For some Members it really is as simple as pointing out the growth and centrality of digital technologies for civic use. Those of us who are fairly immersed in this stuff and see the growth in hyperlocal sites or community projects online get frustrated about the pace of change but one of the effects of the online space is the homogeneity of our experience – we tend to see what the people we follow see and this creates an amplification effect around the perceived centrality of social media. The truth is probably balanced somewhere between us evangelist types and the people who are not online at all. Simply pointing out the facts (and there are loads) on online adoption and the behaviour shifts seen with smartphone and tablet take up is often enough to get people thinking differently. By drawing together some of the offline social changes around for example in the shift towards less hierarchical and more networked organisations, or by looking at the public desire for greater openness which is so central to the online world, you can present the growth of social media as a symptom as much as a cause and so give it the relevance it needs if people are going to dedicate time to using it. Want to do something to help these people? Show them the facts.

Apathy or arrogance?
However, there is another group of members who I encounter who object to social media not because they don’t see how it could help but because they don’t think the public want to participate. This will either be spoken of in resigned terms – “I wish the public were interested but they just aren’t” or in a slightly more aggressive tone of “my voters are perfectly happy and don’t need any more contact with me”. The members who make this point are often fairly cross about the idea of more participation being needed – I am not sure if they are threatened or just a bit insulted by the idea. What I am not sure about with respect to the group is whether at the heart of it they are rejecting the idea that we need to change the way we are ‘doing democracy’ which is implicit in my belief that we need greater participation between elections. This group put the problem of democratic deficit fairly squarely on the shoulders of the public who are not turning out to vote. I find this group particularly disturbing because I meet a lot of them – I am not sure I have a suggestion for how to make a difference here apart from persistence and robust debate.
Most groups I encounter will have a mix of enthusiasts and openminded learners but there are always some of the these rather angry people who just don’t want things to change. Some of them have a thought out position on this but many that I encounter don’t.  It is the balance of these groups within a Council that is critical to moving forward. The more I do these sessions the more I let my frustration show (which is possibly not a good thing) because I think the evidence of the need for change in the democratic process is mounting and we are also close to a burning platform of financial crisis in Local government which, irrespective of ideological concerns will make it essential that we evolve the citizen/state relationship because we will need to the public to do more for themselves. And you know what, there is also evidence that in the right circumstances that they are prepared to do more.
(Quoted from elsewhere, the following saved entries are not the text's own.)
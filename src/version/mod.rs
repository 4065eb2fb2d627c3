//! Version interpretation and per-platform derivation
//!
//! - `interpreter`: parses the package version string into a `SemanticVersion`
//! - `android`: derives versionName / versionCode
//! - `ios`: derives the marketing and build versions

mod android;
mod interpreter;
mod ios;

pub use android::{derive_android, version_code, MAJOR_WEIGHT, MAX_VERSION_CODE, MINOR_WEIGHT};
pub use interpreter::parse;
pub use ios::{derive_ios, BuildNumberPolicy};
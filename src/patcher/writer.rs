//! Target file read-modify-write
//!
//! This module provides:
//! - PatchWriter for applying a patcher to one file on disk
//! - Dry-run mode support (no actual file modifications)
//! - No-op writes: a file is only rewritten when its content changes

use super::FilePatcher;
use crate::domain::PatchResult;
use crate::error::PatchError;
use std::fs;
use std::path::Path;

/// Writer that applies a patcher to a file on disk
#[derive(Debug, Clone, Copy, Default)]
pub struct PatchWriter {
    /// Whether to run in dry-run mode (no file modifications)
    dry_run: bool,
}

impl PatchWriter {
    /// Create a new PatchWriter
    pub fn new(dry_run: bool) -> Self {
        Self { dry_run }
    }

    /// Read `path`, patch it, and write it back if anything changed
    pub fn apply(
        &self,
        path: &Path,
        patcher: &dyn FilePatcher,
    ) -> Result<PatchResult, PatchError> {
        if !path.is_file() {
            return Err(PatchError::file_not_found(path));
        }

        let bytes = fs::read(path).map_err(|e| PatchError::read_error(path, e))?;
        let content = String::from_utf8(bytes).map_err(|_| patcher.invalid_encoding(path))?;

        let patched = patcher.patch_content(path, &content)?;
        let mut result = PatchResult::new(path, patched.changes);

        if patched.content != content && !self.dry_run {
            write_target(path, &patched.content)?;
            result.written = true;
        }

        Ok(result)
    }
}

/// Write content to a target file
pub fn write_target(path: &Path, content: &str) -> Result<(), PatchError> {
    fs::write(path, content).map_err(|e| PatchError::write_error(path, e))
}
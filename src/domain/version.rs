//! Version value types: the source semantic version and the per-platform descriptors

use serde::Serialize;
use std::fmt;

/// A parsed semantic version (major.minor.patch[-prerelease][+build])
#[derive(Debug, Clone, PartialEq, Eq, Hash, Serialize)]
pub struct SemanticVersion {
    pub major: u64,
    pub minor: u64,
    pub patch: u64,
    /// Dot-separated prerelease identifiers, e.g. ["beta", "1"]
    pub prerelease: Vec<String>,
    /// Dot-separated build metadata identifiers
    pub build_metadata: Vec<String>,
}

impl SemanticVersion {
    /// Creates a release version without prerelease or build metadata
    pub fn new(major: u64, minor: u64, patch: u64) -> Self {
        Self {
            major,
            minor,
            patch,
            prerelease: Vec::new(),
            build_metadata: Vec::new(),
        }
    }

    /// Returns the release triple used for ordering and derivation
    pub fn release(&self) -> (u64, u64, u64) {
        (self.major, self.minor, self.patch)
    }

    /// Returns "{major}.{minor}.{patch}"
    pub fn release_string(&self) -> String {
        format!("{}.{}.{}", self.major, self.minor, self.patch)
    }

    /// Returns true if the version carries prerelease identifiers
    pub fn is_prerelease(&self) -> bool {
        !self.prerelease.is_empty()
    }
}

impl fmt::Display for SemanticVersion {
    fn fmt(&self, f: &mut fmt::Formatter<'_>) -> fmt::Result {
        write!(f, "{}.{}.{}", self.major, self.minor, self.patch)?;
        if !self.prerelease.is_empty() {
            write!(f, "-{}", self.prerelease.join("."))?;
        }
        if !self.build_metadata.is_empty() {
            write!(f, "+{}", self.build_metadata.join("."))?;
        }
        Ok(())
    }
}

/// Version fields written into the Android Gradle descriptor
#[derive(Debug, Clone, PartialEq, Eq, Serialize)]
pub struct AndroidVersionDescriptor {
    pub version_name: String,
    pub version_code: u64,
}

/// Version fields written into iOS plists and the Xcode project
#[derive(Debug, Clone, PartialEq, Eq, Serialize)]
pub struct IosVersionDescriptor {
    pub marketing_version: String,
    pub build_version: String,
}
//! Sync report types
//!
//! Provides structures for tracking patch results at platform and overall levels.

use super::{
    AndroidVersionDescriptor, FileOutcome, IosVersionDescriptor, Platform, SemanticVersion,
};
use crate::error::{PatchError, VersionError};
use serde::Serialize;

/// Values derived for a platform
#[derive(Debug, Clone, PartialEq, Eq, Serialize)]
#[serde(untagged)]
pub enum Derived {
    Android(AndroidVersionDescriptor),
    Ios(IosVersionDescriptor),
}

/// What happened to a platform as a whole
#[derive(Debug, Clone, PartialEq, Eq)]
pub enum PlatformStatus {
    /// Versions were derived and the platform files attempted
    Derived(Derived),
    /// Platform was not attempted
    Skipped { reason: String },
    /// Derivation failed; no file of this platform was touched
    Failed(VersionError),
}

/// Result of syncing one platform
#[derive(Debug)]
pub struct PlatformReport {
    pub platform: Platform,
    pub status: PlatformStatus,
    /// Per-file outcomes, in the order the files were attempted
    pub files: Vec<FileOutcome>,
}

impl PlatformReport {
    /// Creates a report for a platform whose versions were derived
    pub fn derived(platform: Platform, derived: Derived) -> Self {
        Self {
            platform,
            status: PlatformStatus::Derived(derived),
            files: Vec::new(),
        }
    }

    /// Creates a report for a skipped platform
    pub fn skipped(platform: Platform, reason: impl Into<String>) -> Self {
        Self {
            platform,
            status: PlatformStatus::Skipped {
                reason: reason.into(),
            },
            files: Vec::new(),
        }
    }

    /// Creates a report for a platform whose derivation failed
    pub fn failed(platform: Platform, error: VersionError) -> Self {
        Self {
            platform,
            status: PlatformStatus::Failed(error),
            files: Vec::new(),
        }
    }

    /// Adds a file outcome
    pub fn add_file(&mut self, outcome: FileOutcome) {
        self.files.push(outcome);
    }

    /// Returns true if the platform was skipped
    pub fn is_skipped(&self) -> bool {
        matches!(self.status, PlatformStatus::Skipped { .. })
    }

    /// Returns true if derivation or any file failed
    pub fn has_failures(&self) -> bool {
        matches!(self.status, PlatformStatus::Failed(_))
            || self.files.iter().any(|f| f.result.is_err())
    }

    /// Number of files with at least one changed field
    pub fn files_changed(&self) -> usize {
        self.files.iter().filter(|f| f.has_changes()).count()
    }

    /// Number of changed fields across all files
    pub fn total_changes(&self) -> usize {
        self.files
            .iter()
            .filter_map(|f| f.result.as_ref().ok())
            .map(|r| r.change_count())
            .sum()
    }
}

/// Overall summary of a sync run
#[derive(Debug)]
pub struct SyncReport {
    /// Version the run synced to
    pub version: SemanticVersion,
    /// Reports for each selected platform
    pub platforms: Vec<PlatformReport>,
    /// Whether this was a dry run
    pub dry_run: bool,
}

impl SyncReport {
    /// Creates a new SyncReport
    pub fn new(version: SemanticVersion, dry_run: bool) -> Self {
        Self {
            version,
            platforms: Vec::new(),
            dry_run,
        }
    }

    /// Adds a platform report
    pub fn add_platform(&mut self, report: PlatformReport) {
        self.platforms.push(report);
    }

    /// Returns the report for a platform
    pub fn platform(&self, platform: Platform) -> Option<&PlatformReport> {
        self.platforms.iter().find(|p| p.platform == platform)
    }

    /// Returns all file outcomes across platforms
    pub fn files(&self) -> impl Iterator<Item = &FileOutcome> {
        self.platforms.iter().flat_map(|p| p.files.iter())
    }

    /// Number of files with at least one changed field
    pub fn files_changed(&self) -> usize {
        self.platforms.iter().map(|p| p.files_changed()).sum()
    }

    /// Number of changed fields across all files
    pub fn total_changes(&self) -> usize {
        self.platforms.iter().map(|p| p.total_changes()).sum()
    }

    /// Returns true if any platform or file failed
    pub fn has_failures(&self) -> bool {
        self.platforms.iter().any(|p| p.has_failures())
    }

    /// Returns every file error
    pub fn file_errors(&self) -> impl Iterator<Item = &PatchError> {
        self.files().filter_map(|f| f.error())
    }

    /// Returns the derivation error of each failed platform
    pub fn platform_errors(&self) -> impl Iterator<Item = (Platform, &VersionError)> {
        self.platforms.iter().filter_map(|p| match &p.status {
            PlatformStatus::Failed(e) => Some((p.platform, e)),
            _ => None,
        })
    }

    /// Number of failed platforms and files
    pub fn error_count(&self) -> usize {
        self.platform_errors().count() + self.file_errors().count()
    }

    /// Describes every failure, platform errors first
    pub fn error_messages(&self) -> Vec<String> {
        self.platform_errors()
            .map(|(platform, e)| format!("{}: {}", platform, e))
            .chain(self.file_errors().map(|e| e.to_string()))
            .collect()
    }
}
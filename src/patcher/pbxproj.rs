//! Xcode project.pbxproj patcher
//!
//! Build settings are repeated once per build configuration and target, so every
//! `MARKETING_VERSION` and `CURRENT_PROJECT_VERSION` assignment in the file is rewritten
//! to the same value. Quoted values stay quoted.

use super::{matching_brace, record_change, splice, Edit, FilePatcher, Patched};
use crate::domain::{IosVersionDescriptor, TargetKind};
use crate::error::PatchError;
use regex::Regex;
use std::path::Path;
use std::sync::LazyLock;

pub(crate) const MARKETING_VERSION: &str = "MARKETING_VERSION";
pub(crate) const CURRENT_PROJECT_VERSION: &str = "CURRENT_PROJECT_VERSION";

const UTF8_HEADER: &str = "// !$*UTF8*$!";

// MARKETING_VERSION = 1.0; / CURRENT_PROJECT_VERSION = "1";
static VERSION_SETTING: LazyLock<Regex> = LazyLock::new(|| {
    Regex::new(
        r#"(?m)^[ \t]*(MARKETING_VERSION|CURRENT_PROJECT_VERSION)[ \t]*=[ \t]*(?:"((?:[^"\\\n]|\\.)*)"|([^;\s"]+))[ \t]*;"#,
    )
    .expect("hardcoded regex must compile")
});

/// Patcher for Xcode project.pbxproj files
pub struct ProjectPatcher {
    marketing_version: String,
    build_version: String,
}

impl ProjectPatcher {
    /// Create a patcher writing the given descriptor
    pub fn new(descriptor: &IosVersionDescriptor) -> Self {
        Self {
            marketing_version: descriptor.marketing_version.clone(),
            build_version: descriptor.build_version.clone(),
        }
    }

    fn value_for(&self, setting: &str) -> &str {
        if setting == MARKETING_VERSION {
            &self.marketing_version
        } else {
            &self.build_version
        }
    }

    /// Checks that the content is a `{ ... }` OpenStep plist, optionally after the UTF-8 header
    fn check_structure(path: &Path, content: &str) -> Result<(), PatchError> {
        let body = content.trim_start_matches('\u{feff}');
        let body = body.strip_prefix(UTF8_HEADER).unwrap_or(body);
        let offset = content.len() - body.len();
        let trimmed_start = body.len() - body.trim_start().len();
        let open = offset + trimmed_start;

        if !content[open..].starts_with('{') {
            return Err(PatchError::malformed_project(
                path,
                "expected the project to start with '{'",
            ));
        }

        let close = matching_brace(content, open, b"\"").ok_or_else(|| {
            PatchError::malformed_project(path, "unbalanced braces in project file")
        })?;
        if !content[close + 1..].trim().is_empty() {
            return Err(PatchError::malformed_project(
                path,
                "unexpected content after the root object",
            ));
        }
        Ok(())
    }
}

impl FilePatcher for ProjectPatcher {
    fn patch_content(&self, path: &Path, content: &str) -> Result<Patched, PatchError> {
        Self::check_structure(path, content)?;

        let mut edits = Vec::new();
        let mut changes = Vec::new();

        for caps in VERSION_SETTING.captures_iter(content) {
            let Some(setting) = caps.get(1) else {
                continue;
            };
            let new_value = self.value_for(setting.as_str());

            if let Some(quoted) = caps.get(2) {
                record_change(&mut changes, setting.as_str(), quoted.as_str(), new_value);
                edits.push(Edit::new(quoted.range(), new_value));
            } else if let Some(bare) = caps.get(3) {
                record_change(&mut changes, setting.as_str(), bare.as_str(), new_value);
                edits.push(Edit::new(bare.range(), quote_if_needed(new_value)));
            }
        }

        if changes.is_empty() {
            return Err(PatchError::field_not_found(path, MARKETING_VERSION));
        }

        Ok(Patched {
            content: splice(content, edits),
            changes,
        })
    }

    fn kind(&self) -> TargetKind {
        TargetKind::ProjectDescriptor
    }
}

/// Values outside the unquoted-string alphabet of OpenStep plists need quotes
fn quote_if_needed(value: &str) -> String {
    let bare = !value.is_empty()
        && value
            .chars()
            .all(|c| c.is_ascii_alphanumeric() || matches!(c, '.' | '_' | '-' | '/' | '$'));
    if bare {
        value.to_string()
    } else {
        format!("\"{}\"", value.replace('\\', "\\\\").replace('"', "\\\""))
    }
}
//! package.json reader
//!
//! The package version is the source of truth every native project is synced to.

use crate::error::ConfigError;
use serde_json::Value;
use std::path::{Path, PathBuf};

/// File name of the npm manifest
pub const PACKAGE_JSON: &str = "package.json";

/// The fields of package.json a sync run needs
#[derive(Debug, Clone, PartialEq, Eq)]
pub struct PackageInfo {
    /// Path the manifest was read from
    pub path: PathBuf,
    /// Raw version string, not yet validated
    pub version: String,
}

/// Read package.json from the project root
pub fn read_package(root: &Path) -> Result<PackageInfo, ConfigError> {
    let path = root.join(PACKAGE_JSON);
    if !path.is_file() {
        return Err(ConfigError::PackageJsonNotFound {
            path: root.to_path_buf(),
        });
    }

    let content = std::fs::read_to_string(&path).map_err(|e| ConfigError::PackageJsonParse {
        path: path.clone(),
        message: e.to_string(),
    })?;

    parse_package(&path, &content)
}

/// Parse package.json content; `path` is only used for error reporting
pub fn parse_package(path: &Path, content: &str) -> Result<PackageInfo, ConfigError> {
    let json: Value = serde_json::from_str(content).map_err(|e| ConfigError::PackageJsonParse {
        path: path.to_path_buf(),
        message: e.to_string(),
    })?;

    if !json.is_object() {
        return Err(ConfigError::PackageJsonParse {
            path: path.to_path_buf(),
            message: "expected a JSON object".to_string(),
        });
    }

    let version = json
        .get("version")
        .and_then(Value::as_str)
        .map(str::trim)
        .filter(|v| !v.is_empty())
        .ok_or_else(|| ConfigError::MissingVersion {
            path: path.to_path_buf(),
        })?;

    Ok(PackageInfo {
        path: path.to_path_buf(),
        version: version.to_string(),
    })
}
//! Application error types using thiserror
//!
//! Error hierarchy:
//! - VersionError: Issues with the input version or its platform derivation
//! - PatchError: Issues with a single target file (local to that file)
//! - ConfigError: Issues with CLI configuration and package.json

use std::fmt;
use std::path::PathBuf;
use thiserror::Error;

/// Application-level error type
#[derive(Error, Debug)]
pub enum AppError {
    /// Version parsing and derivation errors
    #[error(transparent)]
    Version(#[from] VersionError),

    /// Target file errors
    #[error(transparent)]
    Patch(#[from] PatchError),

    /// Configuration related errors
    #[error(transparent)]
    Config(#[from] ConfigError),
}

/// Errors related to the source version and the values derived from it
#[derive(Error, Debug, Clone, PartialEq, Eq)]
pub enum VersionError {
    /// Input is not a semantic version
    #[error("invalid version '{raw}': {message}")]
    InvalidVersion { raw: String, message: String },

    /// Derived Android version code is above the platform maximum
    #[error("version code {code} for {version} exceeds the maximum of {max}")]
    VersionCodeOverflow { version: String, code: u64, max: u64 },

    /// A component does not fit its positional weight in the version code
    #[error("{component} version {value} of {version} must be below {max} to derive a version code")]
    ComponentOutOfRange {
        version: String,
        component: &'static str,
        value: u64,
        max: u64,
    },
}

/// Errors related to a single target file
#[derive(Error, Debug)]
pub enum PatchError {
    /// Target file does not exist
    #[error("file not found: {path}")]
    FileNotFound { path: PathBuf },

    /// Failed to read target file
    #[error("failed to read {path}: {source}")]
    ReadError {
        path: PathBuf,
        #[source]
        source: std::io::Error,
    },

    /// Failed to write target file
    #[error("failed to write {path}: {source}")]
    WriteError {
        path: PathBuf,
        #[source]
        source: std::io::Error,
    },

    /// A version field the patcher must update is absent
    #[error("field '{field}' not found in {path}")]
    FieldNotFound { path: PathBuf, field: String },

    /// File is not a well-formed XML property list
    #[error("malformed plist {path}: {message}")]
    MalformedPlist { path: PathBuf, message: String },

    /// File is not a well-formed Xcode project descriptor
    #[error("malformed project file {path}: {message}")]
    MalformedProject { path: PathBuf, message: String },

    /// Field exists but holds a value the patcher cannot rewrite
    #[error("unexpected value for '{field}' in {path}: {message}")]
    UnexpectedValue {
        path: PathBuf,
        field: String,
        message: String,
    },

    /// File format has no patcher in the platform being synced
    #[error("cannot patch {path}: {kind} files are not part of the {platform} project")]
    UnsupportedTarget {
        path: PathBuf,
        kind: String,
        platform: String,
    },
}

/// Errors related to configuration
#[derive(Error, Debug)]
pub enum ConfigError {
    /// package.json missing from the project root
    #[error("package.json not found in {path}")]
    PackageJsonNotFound { path: PathBuf },

    /// package.json could not be read or parsed
    #[error("failed to parse {path}: {message}")]
    PackageJsonParse { path: PathBuf, message: String },

    /// package.json has no usable version field
    #[error("no \"version\" field in {path}")]
    MissingVersion { path: PathBuf },

    /// Invalid path
    #[error("invalid path '{path}': {message}")]
    InvalidPath { path: PathBuf, message: String },
}

impl VersionError {
    /// Creates a new InvalidVersion error
    pub fn invalid(raw: impl Into<String>, message: impl Into<String>) -> Self {
        VersionError::InvalidVersion {
            raw: raw.into(),
            message: message.into(),
        }
    }
}

impl PatchError {
    /// Creates a new FileNotFound error
    pub fn file_not_found(path: impl Into<PathBuf>) -> Self {
        PatchError::FileNotFound { path: path.into() }
    }

    /// Creates a new ReadError
    pub fn read_error(path: impl Into<PathBuf>, source: std::io::Error) -> Self {
        PatchError::ReadError {
            path: path.into(),
            source,
        }
    }

    /// Creates a new WriteError
    pub fn write_error(path: impl Into<PathBuf>, source: std::io::Error) -> Self {
        PatchError::WriteError {
            path: path.into(),
            source,
        }
    }

    /// Creates a new FieldNotFound error
    pub fn field_not_found(path: impl Into<PathBuf>, field: impl Into<String>) -> Self {
        PatchError::FieldNotFound {
            path: path.into(),
            field: field.into(),
        }
    }

    /// Creates a new MalformedPlist error
    pub fn malformed_plist(path: impl Into<PathBuf>, message: impl Into<String>) -> Self {
        PatchError::MalformedPlist {
            path: path.into(),
            message: message.into(),
        }
    }

    /// Creates a new MalformedProject error
    pub fn malformed_project(path: impl Into<PathBuf>, message: impl Into<String>) -> Self {
        PatchError::MalformedProject {
            path: path.into(),
            message: message.into(),
        }
    }

    /// Creates a new UnsupportedTarget error
    pub fn unsupported_target(
        path: impl Into<PathBuf>,
        kind: impl fmt::Display,
        platform: impl fmt::Display,
    ) -> Self {
        PatchError::UnsupportedTarget {
            path: path.into(),
            kind: kind.to_string(),
            platform: platform.to_string(),
        }
    }

    /// Returns true for the missing-field case
    pub fn is_field_not_found(&self) -> bool {
        matches!(self, PatchError::FieldNotFound { .. })
    }
}
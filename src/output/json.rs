//! JSON output formatter for machine processing
//!
//! This module provides:
//! - JSON serialization of sync reports
//! - Structured platform-by-platform and file-by-file results

use crate::domain::{Derived, FieldChange, FileOutcome, PlatformReport, PlatformStatus, SyncReport};
use crate::output::{OutputFormatter, Verbosity};
use serde::Serialize;
use std::io::Write;

/// JSON formatter for machine-readable output
pub struct JsonFormatter {
    /// Quiet output omits per-file results
    verbosity: Verbosity,
}

impl JsonFormatter {
    /// Create a new JSON formatter
    pub fn new(verbosity: Verbosity) -> Self {
        Self { verbosity }
    }
}

/// JSON representation of the full report
#[derive(Serialize)]
struct JsonOutput<'a> {
    /// Version synced to
    version: String,
    /// Whether this was a dry-run
    dry_run: bool,
    /// Summary statistics
    summary: JsonSummary,
    /// Per-platform results
    platforms: Vec<JsonPlatform<'a>>,
}

/// JSON representation of summary statistics
#[derive(Serialize)]
struct JsonSummary {
    /// Files with at least one changed field
    files_changed: usize,
    /// Changed fields across all files
    changes: usize,
    /// Failed platforms and files
    errors: usize,
}

/// JSON representation of a platform report
#[derive(Serialize)]
struct JsonPlatform<'a> {
    platform: &'static str,
    /// "synced", "skipped" or "failed"
    status: &'static str,
    #[serde(skip_serializing_if = "Option::is_none")]
    derived: Option<&'a Derived>,
    #[serde(skip_serializing_if = "Option::is_none")]
    reason: Option<String>,
    #[serde(skip_serializing_if = "Option::is_none")]
    error: Option<String>,
    #[serde(skip_serializing_if = "Vec::is_empty")]
    files: Vec<JsonFile<'a>>,
}

/// JSON representation of one file outcome
#[derive(Serialize)]
struct JsonFile<'a> {
    path: String,
    kind: &'static str,
    found: bool,
    written: bool,
    #[serde(skip_serializing_if = "Option::is_none")]
    changes: Option<&'a [FieldChange]>,
    #[serde(skip_serializing_if = "Option::is_none")]
    error: Option<String>,
}

impl JsonFormatter {
    fn file_to_json(file: &FileOutcome) -> JsonFile<'_> {
        let (written, changes, error) = match &file.result {
            Ok(result) => (result.written, Some(result.changes.as_slice()), None),
            Err(e) => (false, None, Some(e.to_string())),
        };
        JsonFile {
            path: file.path().display().to_string(),
            kind: file.target.kind.label(),
            found: file.found(),
            written,
            changes,
            error,
        }
    }

    fn platform_to_json<'a>(&self, platform: &'a PlatformReport) -> JsonPlatform<'a> {
        let files = if self.verbosity == Verbosity::Quiet {
            Vec::new()
        } else {
            platform.files.iter().map(Self::file_to_json).collect()
        };

        let (status, derived, reason, error) = match &platform.status {
            PlatformStatus::Derived(d) => ("synced", Some(d), None, None),
            PlatformStatus::Skipped { reason } => ("skipped", None, Some(reason.clone()), None),
            PlatformStatus::Failed(e) => ("failed", None, None, Some(e.to_string())),
        };

        JsonPlatform {
            platform: platform.platform.project_dir(),
            status,
            derived,
            reason,
            error,
            files,
        }
    }

    fn report_to_json<'a>(&self, report: &'a SyncReport) -> JsonOutput<'a> {
        JsonOutput {
            version: report.version.to_string(),
            dry_run: report.dry_run,
            summary: JsonSummary {
                files_changed: report.files_changed(),
                changes: report.total_changes(),
                errors: report.error_count(),
            },
            platforms: report
                .platforms
                .iter()
                .map(|p| self.platform_to_json(p))
                .collect(),
        }
    }
}

impl OutputFormatter for JsonFormatter {
    fn format(&self, report: &SyncReport, writer: &mut dyn Write) -> std::io::Result<()> {
        let output = self.report_to_json(report);
        serde_json::to_writer_pretty(&mut *writer, &output)?;
        writeln!(writer)
    }

    fn format_platform(
        &self,
        platform: &PlatformReport,
        writer: &mut dyn Write,
    ) -> std::io::Result<()> {
        let output = self.platform_to_json(platform);
        serde_json::to_writer_pretty(&mut *writer, &output)?;
        writeln!(writer)
    }
}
This post is really the result of nearly 10 years of observations with respect to asking Politicians to consider how technology can change democracy. When we started suggesting that people webcast their council meeting we were met with a similar set of objections (and the far more relevant challenge of the fact that video over the 56kbps modem really did test your democratic resolve) and in some ways this has not changed. What has changed is the politics around this. We find far fewer Councils where the idea of using technology to make the Council more open and transparent (which is I believe the thrust of the webcasting project) is being rejected or being made to be a political issue and the battle ground around technology in the chamber has shifted to the degree of public participation. Even then we don’t see this splitting along party lines as we did with the webcasting and this is more likely to split along luddite / evangelist lines – with these two groups each having good and bad reasons for their positions. This makes the task of trying to create change programmes with members even greater as we are seeing two different interlocking dynamics as the party / technology groupings are different.

Returning to the question of participation, we are seeing more and more social media active members we are not seeing a step change in the way in which Councillors behave and I doubt we will with the current mix of enthusiasts, learners and naysayers. We will continue to see incremental change and improvement in this space but we won’t shift this as quickly as many of us would like without raising the level of urgency about this agenda.

What can we do this?

This isn’t about getting members online – as far as I am concerned this is about evolving our democratic process to respond to the social changes that we see with a more networked society. Getting members online and using social media could be seen as a positive byproduct of this process which is why the focus has to be on giving them a reason to go online rather than just teaching people tools.

There is also the question as to whether you should prioritise democratic reform when the rest of the system needs attention? I think we have to. There are financial savings to be had in changing the way that we manage our democracy and social gains to be made by creating a more connected community.

One way of moving forward on this is to remove the buffer zone of community engagement work and start to educate the public about politics. This is problematical as the public demonstrably dislike politics and process (Hansard) but by building the demand for change outside of the usual suspects group of digital evangelists we increase the chances of being heard.

Another way is for a body like the LGA to take responsibility for pushing this agenda, or for Political parties to take this on.  Another possibility is that we see something like the Pirate Party start to have the disruptive effect that has been seen in other EU democracies.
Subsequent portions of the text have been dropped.